Risoul ski accommodations

The development of a ski resort at Risoul dates from the start of the 1970s. However, the first lift operator (SAPAR) went bankrupt in 1974. The local member of parliament put the council in touch with the Société Foncière de la Vallée des Allues (SFVA). The SFVA started a company called Sermont which took over the lifts and runs them to this day.

The reasons for the bankruptcy in 1974 is still unknown. The Durance valley is remote, the trip from Paris by train or car a long one. The A51 motorway link is still awaiting a financial commitment; likewise, the Montgenèvre rail tunnel to connect Briançon to the TGV network. The nearest major airport is at Turin, across the border in Italy. The resort concentrates its efforts on returning clients but still lacks sufficient long-stay guests. The Forêt Blanche link with its 180 km of pistes is a major marketing tool, especially with tour operators who can include Risoul with transfers Montgenèvre and Serre Chevalier.

The resort was an early adopter of snowboarding. The Surfland snowpark existed for over a decade and is now complemented by rails for beginners and experienced users. The snow park was chosen as a training zone for the 2006 Turin Winter Olympics. The resort believes that the concept of black, red and blue run gradings is outdated and is moving to a series of themed areas such as the freeride zone.

==Ski area==
The resort has 55 ski lifts, including a cable car and 14 chairs. These give it an uplift capacity of 57,000 skiers per hour. The resort is linked to Vars through the Forêt Blanche ski area giving a total of 180 km of ski runs situated between 1650 and 2750 metres altitude.

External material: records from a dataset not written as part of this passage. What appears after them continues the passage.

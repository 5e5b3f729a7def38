//! `POST /webhook`: Dialogflow ES fulfillment.

use std::collections::BTreeMap;
use std::sync::Arc;

use axum::body::Bytes;
use axum::extract::rejection::BytesRejection;
use axum::extract::{DefaultBodyLimit, State};
use axum::routing::post;
use axum::{Json, Router};
use serde::Deserialize;
use serde_json::Value;
use tracing::{info_span, warn, Instrument};
use uuid::Uuid;

use concierge_agent::router::IntentRouter;
use concierge_core::domain::event::{ConversationalEvent, SessionId};
use concierge_core::domain::reply::ReplyEnvelope;

/// The subset of the Dialogflow ES request the router needs. Every field is
/// optional so partial payloads still route.
#[derive(Debug, Default, Deserialize)]
#[serde(rename_all = "camelCase", default)]
pub struct DialogflowRequest {
    pub session: Option<String>,
    pub query_result: Option<QueryResult>,
}

#[derive(Debug, Default, Deserialize)]
#[serde(rename_all = "camelCase", default)]
pub struct QueryResult {
    pub query_text: Option<String>,
    pub intent: Option<IntentRef>,
    pub parameters: Option<BTreeMap<String, Value>>,
}

#[derive(Debug, Default, Deserialize)]
#[serde(rename_all = "camelCase", default)]
pub struct IntentRef {
    pub display_name: Option<String>,
}

impl From<DialogflowRequest> for ConversationalEvent {
    fn from(request: DialogflowRequest) -> Self {
        let query_result = request.query_result.unwrap_or_default();
        Self {
            session_id: SessionId::parse(request.session.as_deref()),
            intent_label: query_result.intent.and_then(|intent| intent.display_name),
            raw_text: query_result.query_text.unwrap_or_default().trim().to_string(),
            slots: query_result.parameters.unwrap_or_default(),
        }
    }
}

/// Dialogflow requests are a few kilobytes; anything past this is refused
/// with an apology envelope.
pub const WEBHOOK_BODY_LIMIT: usize = 1024 * 1024;

pub fn router(intent_router: Arc<IntentRouter>) -> Router {
    Router::new()
        .route("/webhook", post(webhook))
        .layer(DefaultBodyLimit::max(WEBHOOK_BODY_LIMIT))
        .with_state(intent_router)
}

/// Always answers 200 with an envelope, whatever the body looks like. The
/// body is read raw so a missing or wrong content type is not rejected, and
/// an unreadable or oversized body becomes an apology.
pub async fn webhook(
    State(intent_router): State<Arc<IntentRouter>>,
    body: Result<Bytes, BytesRejection>,
) -> Json<ReplyEnvelope> {
    let request_id = Uuid::new_v4();
    let body = match body {
        Ok(body) => body,
        Err(rejection) => {
            warn!(
                event_name = "webhook.request.rejected",
                %request_id,
                status = rejection.status().as_u16(),
                error = %rejection.body_text(),
                "webhook body could not be read"
            );
            return Json(ReplyEnvelope::apology());
        }
    };
    let request = match serde_json::from_slice::<DialogflowRequest>(&body) {
        Ok(request) => request,
        Err(error) => {
            warn!(
                event_name = "webhook.request.unparseable",
                %request_id,
                body_bytes = body.len(),
                error = %error,
                "webhook body is not a valid Dialogflow request"
            );
            return Json(ReplyEnvelope::apology());
        }
    };

    let reply = intent_router
        .handle(request.into())
        .instrument(info_span!("webhook", %request_id))
        .await;
    Json(reply)
}

#[cfg(test)]
mod tests {
    use serde_json::json;

    use super::DialogflowRequest;
    use concierge_core::domain::event::ConversationalEvent;

    #[test]
    fn dialogflow_payload_maps_to_event() {
        let request: DialogflowRequest = serde_json::from_value(json!({
            "responseId": "r-1",
            "session": "projects/demo/agent/sessions/123",
            "queryResult": {
                "queryText": "  confirm the sale  ",
                "parameters": { "producto": "Laptop", "cliente": { "name": "Ana" } },
                "intent": { "name": "projects/demo/agent/intents/9", "displayName": "Confirmar_Venta_Intent" },
                "languageCode": "es"
            }
        }))
        .expect("request");

        let event = ConversationalEvent::from(request);

        assert_eq!(event.session_id.expect("session").as_str(), "projects/demo/agent/sessions/123");
        assert_eq!(event.intent_label.as_deref(), Some("Confirmar_Venta_Intent"));
        assert_eq!(event.raw_text, "confirm the sale");
        assert_eq!(event.slots.len(), 2);
    }

    #[test]
    fn sparse_payload_still_maps() {
        let request: DialogflowRequest =
            serde_json::from_value(json!({ "queryResult": { "parameters": null } }))
                .expect("request");

        let event = ConversationalEvent::from(request);

        assert!(event.session_id.is_none());
        assert!(event.intent_label.is_none());
        assert!(event.raw_text.is_empty());
        assert!(event.slots.is_empty());
    }
}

Risoul has suffered from a lack of snow over the last couple of seasons with the resort having to rely on artificial snow at the bottom of the ski domain. 30% of the resort runs are covered by snowmaking. Risoul is looking to increase snowmaking capacity but there are limits to water resources in the dry Southern Alps.

==The resort==

Risoul main ski station and winter park

Risoul is accessible from Turin airport in Italy. It is also possible to transfer from Grenoble, Chambéry or Marseille airports.

Risoul has a capacity of 18,600 beds in multiple apartments and chalets. SARA, which is owned by SFVA, runs 6,000 beds. The resort has had a refurbishment program since 2003. There are also a number of wood chalets that provide the resort with a more traditional atmosphere.

Apres-ski life encompasses a range of cafes, bars and night clubs within a compact town center backing onto the main ski school meeting point. Outdoors there are ice-skating facilities at both Risoul and Vars, snow-shoe walks and skidoo rides. The resort also has a cinema.

In 2000, the resort was the first in Europe to host the Snowbombing dance, music and winter sports festival.